Sri Aurobindo's idea of the "grand synthesis" was born with him. It was not derived from the Veda and the Upanishads, or the Gita. In fact, he read the Veda only at Pondicherry and not before, and found in the mystic verses of the Rig-veda an illuminating confirmation of his own experiences and realisations. The Kathopanishad was translated in Bengal and also Isha, Kena and Mundaka. The rest were probably done in Pondicherry. Isha and Kena he revised and elaborated in the Arya, so far as I can see. In the Arya he started with the Life Divine, the Synthesis of Yoga, and the Secret of the Veda. Then he added The hymns to the Atris, the Ideal of Human unity etc. The Essays on the Gita was added much later in the Arya.
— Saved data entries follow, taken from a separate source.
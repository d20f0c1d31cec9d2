//! `gateway-call` command.

use std::sync::Arc;

use anyhow::{Context, Result};
use serde_json::Value;

use switchboard::auth::TokenCache;
use switchboard::config::Config;
use switchboard::gateway::GatewayClient;

/// Call `tool` on the configured gateway and print the result.
pub(crate) async fn cmd_gateway_call(config: &Config, tool: &str, args: Option<&str>) -> Result<()> {
    let Some(gateway) = &config.gateway else {
        anyhow::bail!(
            "No gateway configured. Add a \"gateway\" section to the config or set SWITCHBOARD_GATEWAY_URL."
        );
    };

    let arguments: Value = match args {
        Some(raw) => serde_json::from_str(raw).with_context(|| "--args must be a JSON object")?,
        None => Value::Object(Default::default()),
    };
    if !arguments.is_object() {
        anyhow::bail!("--args must be a JSON object");
    }

    let client = GatewayClient::from_config(gateway, Arc::new(TokenCache::new()))?;
    let result = client.call_tool(tool, arguments).await?;
    match result {
        Value::String(s) => println!("{}", s),
        other => println!("{}", serde_json::to_string_pretty(&other)?),
    }
    Ok(())
}
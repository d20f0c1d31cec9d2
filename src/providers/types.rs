//! Provider types for Switchboard
//!
//! The conversation loop treats the language model as an opaque
//! `generate(context) -> message` function. [`LLMProvider`] is that
//! function's seam.

use async_trait::async_trait;
use serde::{Deserialize, Serialize};

use crate::error::Result;
use crate::session::{Message, ToolCall};

/// Definition of a tool the model may call.
#[derive(Debug, Clone, PartialEq, Serialize, Deserialize)]
pub struct ToolDefinition {
    pub name: String,
    pub description: String,
    /// JSON Schema describing the tool's parameters
    pub parameters: serde_json::Value,
}

impl ToolDefinition {
    /// Create a new tool definition.
    ///
    /// # Example
    /// ```
    /// use switchboard::providers::ToolDefinition;
    /// use serde_json::json;
    ///
    /// let tool = ToolDefinition::new(
    ///     "invoke_agent",
    ///     "Delegate a task to a specialised agent",
    ///     json!({"type": "object", "properties": {}}),
    /// );
    /// assert_eq!(tool.name, "invoke_agent");
    /// ```
    pub fn new(name: &str, description: &str, parameters: serde_json::Value) -> Self {
        Self {
            name: name.to_string(),
            description: description.to_string(),
            parameters,
        }
    }
}

/// Trait for chat-completion providers.
#[async_trait]
pub trait LLMProvider: Send + Sync {
    /// Send a chat completion request.
    ///
    /// # Arguments
    /// * `messages` - The transcript, system prompt first
    /// * `tools` - Tools the model may call
    /// * `model` - Optional model override (uses default if None)
    /// * `options` - Sampling options
    async fn chat(
        &self,
        messages: Vec<Message>,
        tools: Vec<ToolDefinition>,
        model: Option<&str>,
        options: ChatOptions,
    ) -> Result<LLMResponse>;

    fn default_model(&self) -> &str;

    fn name(&self) -> &str;
}

/// Options for chat completion requests.
#[derive(Debug, Clone, Default)]
pub struct ChatOptions {
    pub max_tokens: Option<u32>,
    pub temperature: Option<f32>,
}

impl ChatOptions {
    pub fn new() -> Self {
        Self::default()
    }

    /// Set the maximum number of tokens to generate.
    pub fn with_max_tokens(mut self, max_tokens: u32) -> Self {
        self.max_tokens = Some(max_tokens);
        self
    }

    /// Set the sampling temperature.
    pub fn with_temperature(mut self, temperature: f32) -> Self {
        self.temperature = Some(temperature);
        self
    }
}

/// Response from a chat completion request.
#[derive(Debug, Clone, Serialize, Deserialize)]
pub struct LLMResponse {
    pub content: String,
    /// Tool calls requested by the model (if any)
    pub tool_calls: Vec<LLMToolCall>,
    pub usage: Option<Usage>,
}

impl LLMResponse {
    /// Create a plain text response.
    ///
    /// # Example
    /// ```
    /// use switchboard::providers::LLMResponse;
    ///
    /// let response = LLMResponse::text("345");
    /// assert!(!response.has_tool_calls());
    /// ```
    pub fn text(content: &str) -> Self {
        Self {
            content: content.to_string(),
            tool_calls: vec![],
            usage: None,
        }
    }

    /// Create a response requesting tool calls.
    pub fn with_tools(content: &str, tool_calls: Vec<LLMToolCall>) -> Self {
        Self {
            content: content.to_string(),
            tool_calls,
            usage: None,
        }
    }

    pub fn has_tool_calls(&self) -> bool {
        !self.tool_calls.is_empty()
    }

    pub fn with_usage(mut self, usage: Usage) -> Self {
        self.usage = Some(usage);
        self
    }

    /// The assistant message this response appends to the transcript.
    pub fn to_message(&self) -> Message {
        if self.has_tool_calls() {
            let calls = self
                .tool_calls
                .iter()
                .map(|tc| ToolCall::new(&tc.id, &tc.name, &tc.arguments))
                .collect();
            Message::assistant_with_tools(&self.content, calls)
        } else {
            Message::assistant(&self.content)
        }
    }
}

/// A tool call requested by the model.
#[derive(Debug, Clone, PartialEq, Serialize, Deserialize)]
pub struct LLMToolCall {
    pub id: String,
    pub name: String,
    /// JSON-encoded arguments
    pub arguments: String,
}

impl LLMToolCall {
    pub fn new(id: &str, name: &str, arguments: &str) -> Self {
        Self {
            id: id.to_string(),
            name: name.to_string(),
            arguments: arguments.to_string(),
        }
    }
}

/// Token usage reported by the provider.
#[derive(Debug, Clone, Copy, PartialEq, Eq, Serialize, Deserialize)]
pub struct Usage {
    pub prompt_tokens: u32,
    pub completion_tokens: u32,
    pub total_tokens: u32,
}

impl Usage {
    pub fn new(prompt_tokens: u32, completion_tokens: u32) -> Self {
        Self {
            prompt_tokens,
            completion_tokens,
            total_tokens: prompt_tokens + completion_tokens,
        }
    }
}

#[cfg(test)]
mod tests {
    use super::*;
    use crate::session::Role;

    #[test]
    fn test_text_response_to_message() {
        let message = LLMResponse::text("345").to_message();
        assert_eq!(message.role, Role::Assistant);
        assert_eq!(message.content, "345");
        assert!(!message.has_tool_calls());
    }

    #[test]
    fn test_tool_response_to_message() {
        let call = LLMToolCall::new(
            "call_1",
            "invoke_agent",
            r#"{"agent_name":"calculator","prompt":"15*23"}"#,
        );
        let message = LLMResponse::with_tools("", vec![call]).to_message();
        let calls = message.tool_calls.unwrap();
        assert_eq!(calls.len(), 1);
        assert_eq!(calls[0].id, "call_1");
        assert_eq!(calls[0].name, "invoke_agent");
    }

    #[test]
    fn test_chat_options_builder() {
        let options = ChatOptions::new().with_max_tokens(512).with_temperature(0.3);
        assert_eq!(options.max_tokens, Some(512));
        assert_eq!(options.temperature, Some(0.3));
    }

    #[test]
    fn test_usage_total() {
        let usage = Usage::new(100, 50);
        assert_eq!(usage.total_tokens, 150);
        let response = LLMResponse::text("x").with_usage(usage);
        assert_eq!(response.usage.map(|u| u.total_tokens), Some(150));
    }
}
Once in reply to Dilip's question whether the descent of the Supermind was his main work, he said, "Yes, I have come for that" This leaves no doubt as to the mission of his life and his being all along conscious of it. When Dilip referred to Sri Krishna, he said that he had realised complete identity with him. We know that he has enlarged the synthesis of the Gita and crowned it with the supramental Epiphany. The Supermind is his great gift to humanity. In fact, it is his supreme contribution to the earthly evolution.